▶ [Problem requirements]
For the data below, please report each line where the word "VolatileStart" is found.

Extracted records:
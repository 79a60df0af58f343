mod battle;
mod battle_init;
mod battle_major;
mod battle_minor;
mod battle_progress;
mod tests;

use anyhow::Result;

pub use battle::{Player, Pokemon, PokemonDetails};

/// One classified line of a battle log.
///
/// Only the tags that carry team information get their own variant; every
/// other line is kept verbatim as [`ServerMessage::Raw`].
#[derive(Debug, Clone, PartialEq)]
pub enum ServerMessage {
    // === Battle initialization ===
    /// `|player|PLAYER|USERNAME|AVATAR|RATING`
    BattlePlayer {
        player: Player,
        username: String,
        rating: Option<u32>,
    },
    /// `|poke|PLAYER|DETAILS|ITEM`
    Poke {
        player: Player,
        details: PokemonDetails,
        has_item: bool,
    },
    /// `|start`
    BattleStart,

    // === Battle progress ===
    Turn(u32),
    Win(String),
    Tie,

    // === Major actions ===
    Switch {
        pokemon: Pokemon,
        details: PokemonDetails,
    },
    Drag {
        pokemon: Pokemon,
        details: PokemonDetails,
    },
    DetailsChange {
        pokemon: Pokemon,
        details: PokemonDetails,
    },
    Move {
        pokemon: Pokemon,
        move_name: String,
        target: Option<Pokemon>,
        from: Option<String>,
        zeffect: bool,
        miss: bool,
        still: bool,
    },
    Cant {
        pokemon: Pokemon,
        reason: String,
        move_name: Option<String>,
    },
    Faint(Pokemon),

    // === Minor actions ===
    Damage {
        pokemon: Pokemon,
        from: Option<String>,
        of: Option<Pokemon>,
    },
    Heal {
        pokemon: Pokemon,
        from: Option<String>,
        of: Option<Pokemon>,
    },
    Status {
        pokemon: Pokemon,
        status: String,
        from: Option<String>,
        of: Option<Pokemon>,
    },
    Boost {
        pokemon: Pokemon,
        stat: String,
        amount: i8,
        from: Option<String>,
        of: Option<Pokemon>,
    },
    Unboost {
        pokemon: Pokemon,
        stat: String,
        amount: i8,
        from: Option<String>,
        of: Option<Pokemon>,
    },
    VolatileStart {
        pokemon: Pokemon,
        effect: String,
        from: Option<String>,
    },
    Item {
        pokemon: Pokemon,
        item: String,
        from: Option<String>,
    },
    EndItem {
        pokemon: Pokemon,
        item: String,
        from: Option<String>,
        eat: bool,
    },
    ZPower(Pokemon),

    Raw(String),
}

impl ServerMessage {
    /// The `[from]` annotation naming a held item, if this message has one.
    ///
    /// Only damage, heal, status and boost lines attribute effects this way.
    pub fn item_source(&self) -> Option<&str> {
        let from = match self {
            ServerMessage::Damage { from, .. }
            | ServerMessage::Heal { from, .. }
            | ServerMessage::Status { from, .. }
            | ServerMessage::Boost { from, .. }
            | ServerMessage::Unboost { from, .. } => from.as_deref()?,
            _ => return None,
        };
        from.strip_prefix("item: ").map(str::trim)
    }
}

/// Parse a single log line into a ServerMessage
///
/// Lines with an unknown tag are returned as [`ServerMessage::Raw`]. A line
/// with a known tag but missing or unreadable fields is an error.
pub fn parse_server_message(line: &str) -> Result<ServerMessage> {
    let line = line.trim_end_matches(['\r', '\n']);

    if line.trim().is_empty() {
        return Ok(ServerMessage::Raw(String::new()));
    }

    if !line.starts_with('|') {
        return Ok(ServerMessage::Raw(line.to_string()));
    }

    let parts: Vec<&str> = line.split('|').collect();

    if parts.len() < 2 {
        return Ok(ServerMessage::Raw(line.to_string()));
    }

    match parts[1] {
        "player" => battle_init::parse_player(&parts),
        "poke" => battle_init::parse_poke(&parts),
        "start" => battle_init::parse_start(&parts),

        "turn" => battle_progress::parse_turn(&parts),
        "win" => battle_progress::parse_win(&parts),
        "tie" => battle_progress::parse_tie(&parts),

        "switch" => battle_major::parse_switch(&parts),
        "drag" => battle_major::parse_drag(&parts),
        "detailschange" => battle_major::parse_detailschange(&parts),
        "move" => battle_major::parse_move(&parts),
        "cant" => battle_major::parse_cant(&parts),
        "faint" => battle_major::parse_faint(&parts),

        "-damage" => battle_minor::parse_damage(&parts),
        "-heal" => battle_minor::parse_heal(&parts),
        "-status" => battle_minor::parse_status(&parts),
        "-boost" => battle_minor::parse_boost(&parts),
        "-unboost" => battle_minor::parse_unboost(&parts),
        "-start" => battle_minor::parse_start(&parts),
        "-item" => battle_minor::parse_item(&parts),
        "-enditem" => battle_minor::parse_enditem(&parts),
        "-zpower" => battle_minor::parse_zpower(&parts),

        _ => Ok(ServerMessage::Raw(line.to_string())),
    }
}
//! Minor battle action message parsers
//!
//! Secondary effects in battle. Most of them only matter here because a
//! `[from] item: ...` annotation reveals a held item.

use super::ServerMessage;
use super::battle::{Pokemon, find_from, find_of, has_flag, parse_pokemon};
use anyhow::Result;

/// Parse |-damage|POKEMON|HP STATUS with optional [from]EFFECT|[of]SOURCE
pub fn parse_damage(parts: &[&str]) -> Result<ServerMessage> {
    let pokemon = parse_pokemon(parts, 2)?;

    Ok(ServerMessage::Damage {
        pokemon,
        from: find_from(parts, 4),
        of: find_of(parts, 4),
    })
}

/// Parse |-heal|POKEMON|HP STATUS with optional [from]EFFECT|[of]SOURCE
pub fn parse_heal(parts: &[&str]) -> Result<ServerMessage> {
    let pokemon = parse_pokemon(parts, 2)?;

    Ok(ServerMessage::Heal {
        pokemon,
        from: find_from(parts, 4),
        of: find_of(parts, 4),
    })
}

/// Parse |-status|POKEMON|STATUS with optional [from]EFFECT|[of]SOURCE
pub fn parse_status(parts: &[&str]) -> Result<ServerMessage> {
    let pokemon = parse_pokemon(parts, 2)?;
    let status = parts.get(3).unwrap_or(&"").to_string();

    Ok(ServerMessage::Status {
        pokemon,
        status,
        from: find_from(parts, 4),
        of: find_of(parts, 4),
    })
}

/// Parse |-boost|POKEMON|STAT|AMOUNT with optional [from]EFFECT
pub fn parse_boost(parts: &[&str]) -> Result<ServerMessage> {
    let (pokemon, stat, amount) = parse_stat_change(parts)?;

    Ok(ServerMessage::Boost {
        pokemon,
        stat,
        amount,
        from: find_from(parts, 5),
        of: find_of(parts, 5),
    })
}

/// Parse |-unboost|POKEMON|STAT|AMOUNT with optional [from]EFFECT
pub fn parse_unboost(parts: &[&str]) -> Result<ServerMessage> {
    let (pokemon, stat, amount) = parse_stat_change(parts)?;

    Ok(ServerMessage::Unboost {
        pokemon,
        stat,
        amount,
        from: find_from(parts, 5),
        of: find_of(parts, 5),
    })
}

fn parse_stat_change(parts: &[&str]) -> Result<(Pokemon, String, i8)> {
    let pokemon = parse_pokemon(parts, 2)?;
    let stat = parts
        .get(3)
        .filter(|s| !s.is_empty())
        .ok_or_else(|| anyhow::anyhow!("Missing stat"))?
        .to_string();
    let amount = parts
        .get(4)
        .and_then(|s| s.trim().parse().ok())
        .ok_or_else(|| anyhow::anyhow!("Missing amount"))?;

    Ok((pokemon, stat, amount))
}

/// Parse |-start|POKEMON|EFFECT
pub fn parse_start(parts: &[&str]) -> Result<ServerMessage> {
    let pokemon = parse_pokemon(parts, 2)?;
    let effect = parts.get(3).unwrap_or(&"").trim().to_string();

    Ok(ServerMessage::VolatileStart {
        pokemon,
        effect,
        from: find_from(parts, 4),
    })
}

/// Parse |-item|POKEMON|ITEM with optional [from]EFFECT
pub fn parse_item(parts: &[&str]) -> Result<ServerMessage> {
    let pokemon = parse_pokemon(parts, 2)?;
    let item = parts
        .get(3)
        .filter(|s| !s.is_empty())
        .ok_or_else(|| anyhow::anyhow!("Missing item"))?
        .to_string();

    Ok(ServerMessage::Item {
        pokemon,
        item,
        from: find_from(parts, 4),
    })
}

/// Parse |-enditem|POKEMON|ITEM with optional [from]EFFECT or [eat]
pub fn parse_enditem(parts: &[&str]) -> Result<ServerMessage> {
    let pokemon = parse_pokemon(parts, 2)?;
    let item = parts
        .get(3)
        .filter(|s| !s.is_empty())
        .ok_or_else(|| anyhow::anyhow!("Missing item"))?
        .to_string();

    Ok(ServerMessage::EndItem {
        pokemon,
        item,
        from: find_from(parts, 4),
        eat: has_flag(parts, 4, "[eat]"),
    })
}

/// Parse |-zpower|POKEMON
pub fn parse_zpower(parts: &[&str]) -> Result<ServerMessage> {
    let pokemon = parse_pokemon(parts, 2)?;
    Ok(ServerMessage::ZPower(pokemon))
}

▶ [Written solution]
    VolatileStart {
    Ok(ServerMessage::VolatileStart {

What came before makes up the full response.